Sokağın gücü kimden yana

  • GİRİŞ04.07.2017 07:21
  • GÜNCELLEME05.07.2017 07:25

Hem Ak Parti’de hem Cumhurbaşkanlığında, 15 Temmuz’un yıldönümü için hazırlıklar yapılıyor.

Cumhurbaşkanlığı sözcüsü İbrahim Kalın dün açıkladı.

Erdoğan’ın 15 Temmuz günü yeniden demokrasi nöbeti çağrısı yapacağını ve kendisinin de bu nöbetlere katılacağını söyledi.

15 Temmuz ile ilgili yüksek profilli bir program hazırlığı yapılmasının bir nedeninin de CHP’nin ‘adalet yürüyüşü’ adı altında 15 Temmuz’u sulandırma çabasına bir cevap verme niyeti olduğu anlaşılabiliyor.

Dolayısıyla iki farklı tezin, iki farklı duruşun çarpışacağı bir Temmuz ayı bizi bekliyor.

CHP 15 TEMMUZ’UN ÜZERİNİ ŞALLA ÖRTMEYE ÇALIŞIYOR

CHP, İstanbul yürüyüşünün ana eksenini darbe gecesi yaşananlara değil, darbe bastırıldıktan sonra gelişen sürece oturttu.

250 şehidin, 2190 gazinin adaletiyle ilgili tek cümle eden bir CHP’liye henüz rastlamış değiliz.

16 Temmuz sabahına “Tüh olmadı” duygusuyla uyanan kimi batılı ülkeler ve yayın organları bir gün önce yaşananların üzerini bir ‘şal’ ile kapattıktan sonra hemen ertesi gün darbecilere karşı merhametli olun çağrısı yapmaya başlamışlardı.

CHP yönetimi bundan daha fazlasını yaptı.  
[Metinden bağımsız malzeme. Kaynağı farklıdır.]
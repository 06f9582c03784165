pub mod auth;
pub mod handlers;

use axum::{
    middleware,
    routing::{get, post},
    Router,
};

use self::auth::admin_auth_middleware;
use self::handlers::*;
use crate::http::server::AppState;

/// Routes mounted under `/api/admin`.
pub fn setup_admin_router(state: AppState) -> Router {
    Router::new()
        .route("/sites", get(list_sites))
        .route("/sites/{*name}", get(get_site).put(put_site))
        .route("/reload", post(reload))
        .route_layer(middleware::from_fn_with_state(
            state.clone(),
            admin_auth_middleware,
        ))
        .with_state(state)
}
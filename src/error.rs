//! Gateway error taxonomy and its HTTP mapping.

use axum::{
    http::StatusCode,
    response::{IntoResponse, Response},
    Json,
};
use serde::Serialize;
use std::time::Duration;
use thiserror::Error;

#[derive(Error, Debug)]
pub enum GatewayError {
    #[error("Invalid path: {0}")]
    InvalidPath(String),

    #[error("File not found: {0}")]
    NotFound(String),

    #[error("Malformed request body: {0}")]
    MalformedBody(String),

    #[error("Request body too large: {0}")]
    PayloadTooLarge(String),

    #[error("{context}: {source}")]
    Io {
        context: String,
        #[source]
        source: std::io::Error,
    },

    #[error("Reload command failed with {}", describe_exit(.exit_code))]
    ReloadFailed {
        exit_code: Option<i32>,
        stderr: String,
    },

    #[error("Reload command did not exit within {0:?}")]
    ReloadTimeout(Duration),
}

fn describe_exit(code: &Option<i32>) -> String {
    match code {
        Some(code) => format!("exit code {}", code),
        None => "no exit code (terminated by signal)".to_string(),
    }
}

impl GatewayError {
    pub fn io(context: impl Into<String>, source: std::io::Error) -> Self {
        GatewayError::Io {
            context: context.into(),
            source,
        }
    }

    pub fn status(&self) -> StatusCode {
        match self {
            GatewayError::InvalidPath(_) | GatewayError::MalformedBody(_) => StatusCode::BAD_REQUEST,
            GatewayError::NotFound(_) => StatusCode::NOT_FOUND,
            GatewayError::PayloadTooLarge(_) => StatusCode::PAYLOAD_TOO_LARGE,
            GatewayError::Io { .. }
            | GatewayError::ReloadFailed { .. }
            | GatewayError::ReloadTimeout(_) => StatusCode::INTERNAL_SERVER_ERROR,
        }
    }
}

/// JSON body of every error response.
#[derive(Debug, Serialize)]
pub struct ErrorBody {
    pub error: String,
    #[serde(rename = "exitCode", skip_serializing_if = "Option::is_none")]
    pub exit_code: Option<i32>,
}

impl ErrorBody {
    pub fn new(error: impl Into<String>) -> Self {
        Self {
            error: error.into(),
            exit_code: None,
        }
    }
}

impl IntoResponse for GatewayError {
    fn into_response(self) -> Response {
        let status = self.status();
        if status.is_server_error() {
            tracing::error!(status = %status, error = %self, "Request failed");
        } else {
            tracing::warn!(status = %status, error = %self, "Request rejected");
        }

        let exit_code = match &self {
            GatewayError::ReloadFailed { exit_code, .. } => *exit_code,
            _ => None,
        };

        let body = ErrorBody {
            error: self.to_string(),
            exit_code,
        };
        (status, Json(body)).into_response()
    }
}
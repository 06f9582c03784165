//! Configuration management subsystem.
//!
//! # Data Flow
//! ```text
//! config file (TOML)
//!     → loader.rs (parse & deserialize)
//!     → command line overrides (main.rs)
//!     → validation.rs (semantic checks)
//!     → AdminServiceConfig (validated, immutable)
//!     → handed to HttpServer, which builds the store and reload command
//! ```
//!
//! # Design Decisions
//! - Config is immutable once loaded; changes require a restart
//! - All fields have defaults to allow minimal configs
//! - Validation separates syntactic (serde) from semantic checks

pub mod loader;
pub mod schema;
pub mod validation;

pub use loader::{load_config, ConfigError};
pub use schema::{
    AdminConfig, AdminServiceConfig, ListenerConfig, ObservabilityConfig, ReloadConfig,
    SecurityConfig, SitesConfig, TimeoutConfig,
};
pub use validation::{validate_config, ValidationError};
//! Configuration loading from disk.

use std::fs;
use std::path::Path;
use thiserror::Error;

use crate::config::schema::AdminServiceConfig;
use crate::config::validation::{validate_config, ValidationError};

/// Error type for configuration loading.
#[derive(Debug, Error)]
pub enum ConfigError {
    #[error("IO error: {0}")]
    Io(#[from] std::io::Error),

    #[error("Parse error: {0}")]
    Parse(#[from] toml::de::Error),

    #[error("Validation failed: {}", join_errors(.0))]
    Validation(Vec<ValidationError>),
}

fn join_errors(errors: &[ValidationError]) -> String {
    errors
        .iter()
        .map(ToString::to_string)
        .collect::<Vec<_>>()
        .join(", ")
}

/// Parse a configuration from TOML text without validating it.
pub fn parse_config(content: &str) -> Result<AdminServiceConfig, ConfigError> {
    Ok(toml::from_str(content)?)
}

/// Load a configuration from a TOML file without validating it.
///
/// Callers apply command line overrides and then call [`validate_config`].
pub fn read_config(path: &Path) -> Result<AdminServiceConfig, ConfigError> {
    let content = fs::read_to_string(path)?;
    parse_config(&content)
}

/// Load and validate configuration from a TOML file.
pub fn load_config(path: &Path) -> Result<AdminServiceConfig, ConfigError> {
    let config = read_config(path)?;
    validate_config(&config).map_err(ConfigError::Validation)?;
    Ok(config)
}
Şimdilerde devam eden yürüyüşte dillendirdikleri gibi “Asıl darbe 20 Temmuz’da oldu” tezine savruldu.  

Neden 20 Temmuz?

Şundan dolayı. 

Hükümet, OHAL kararnamelerini çıkarmaya 20 Temmuz’da başlamış, “Yeni darbe girişimleri olmasın” düşüncesiyle TSK’nın yapısına dönük köklü reformlar yapmıştı.

CHP’nin “Darbe 20 Temmuz’da başladı” tezinin oturduğu zemin tam da burası.

Ordu içinde darbe kültürünü bitirme niyeti taşıyan bu düzenlemeleri CHP’nin darbe yapılmış gibi sunması bu partinin hangi kültürden beslendiğini göstermesi bakımından ibretlik bir tablo ortaya koyuyor.

Meclis’te hazırlanan 15 Temmuz darbe girişimiyle ilgili rapora alternatif bir raporla cevap veren CHP’nin komisyon üyelerinin, yaklaşık 400 sayfalık raporun ana omurgasını da aynı mantık üzerine kurgulaması yeterince ibret verici değil mi?

Daha kötüsü var.

Kılıçdaroğlu, her şeyin kabak gibi meydanda olduğu o meşum geceyi tuttu tam da FETÖ’nün argümanlarına uygun düşecek şekilde “Kontrollü darbe” söylemine sabitledi.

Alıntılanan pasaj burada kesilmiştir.